Return all lines below containing the word "strict".

═════ Records shown ═════

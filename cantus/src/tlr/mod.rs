//! The textual score surface handed to the language model.
//!
//! TLR is the *only* representation a model ever sees or edits. The
//! grammar is fixed and line-oriented:
//!
//! ```text
//! PART <name>
//! VOICE <index>
//! MEASURE <index>
//! NOTE t=<onset> dur=<duration> pitch=<SPN> [tie=<start|stop>]
//! REST t=<onset> dur=<duration>
//! HARMONY t=<onset> symbol=<chord-symbol> [key=<key-context>]
//! LYRIC t=<onset> text=<text>
//! ```
//!
//! Headers open nested scopes in that strict order; onsets and
//! durations are rational literals; no blank lines, no commentary.
//! Encoding is pure and deterministic, decoding is strict: anything
//! the grammar does not admit fails with a line-addressed
//! [`ParseError`] rather than being coerced.

pub mod decode;
pub mod encode;

pub use decode::{decode, decode_with_attrs, ParseError, ParseReason};
pub use encode::{encode, encode_scope, TlrScope};

pub(crate) const PART_TAG: &str = "PART";
pub(crate) const VOICE_TAG: &str = "VOICE";
pub(crate) const MEASURE_TAG: &str = "MEASURE";
pub(crate) const NOTE_TAG: &str = "NOTE";
pub(crate) const REST_TAG: &str = "REST";
pub(crate) const HARMONY_TAG: &str = "HARMONY";
pub(crate) const LYRIC_TAG: &str = "LYRIC";
//! Minimal plain-text presentation of a change list.
//!
//! Built purely from the level and category hints, so terminal or
//! HTML renderers can follow the same recipe without re-deriving any
//! semantics from the descriptions.

use super::{DiffEntry, DiffLevel};

/// Indented plain-text rendering, score-level facts flush left and
/// event-level detail nested beneath.
pub fn render_plain(entries: &[DiffEntry]) -> String {
    if entries.is_empty() {
        return "No musical changes.".to_string();
    }
    let mut out = String::new();
    for entry in entries {
        let indent = match entry.level {
            DiffLevel::Score => "",
            DiffLevel::Part | DiffLevel::Voice => "  ",
            DiffLevel::Measure => "    ",
            DiffLevel::Event => "      ",
        };
        out.push_str(indent);
        out.push_str("- ");
        out.push_str(&entry.description);
        out.push('\n');
    }
    out
}

#[cfg(test)]
mod tests {
    use super::*;
    use crate::diff::ChangeCategory;

    #[test]
    fn renders_by_level() {
        let entries = vec![
            DiffEntry {
                level: DiffLevel::Score,
                category: ChangeCategory::Pitch,
                description: "Transposed by +2 semitones".to_string(),
                refs: Vec::new(),
            },
            DiffEntry {
                level: DiffLevel::Event,
                category: ChangeCategory::Rhythm,
                description: "Measure 1: duration changed".to_string(),
                refs: Vec::new(),
            },
        ];
        let text = render_plain(&entries);
        assert_eq!(
            text,
            "- Transposed by +2 semitones\n      - Measure 1: duration changed\n"
        );
    }

    #[test]
    fn empty_list_reads_as_no_changes() {
        assert_eq!(render_plain(&[]), "No musical changes.");
    }
}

═════

* Your response:
//! Headers open nested scopes in that strict order; onsets and
//! Encoding is pure and deterministic, decoding is strict: anything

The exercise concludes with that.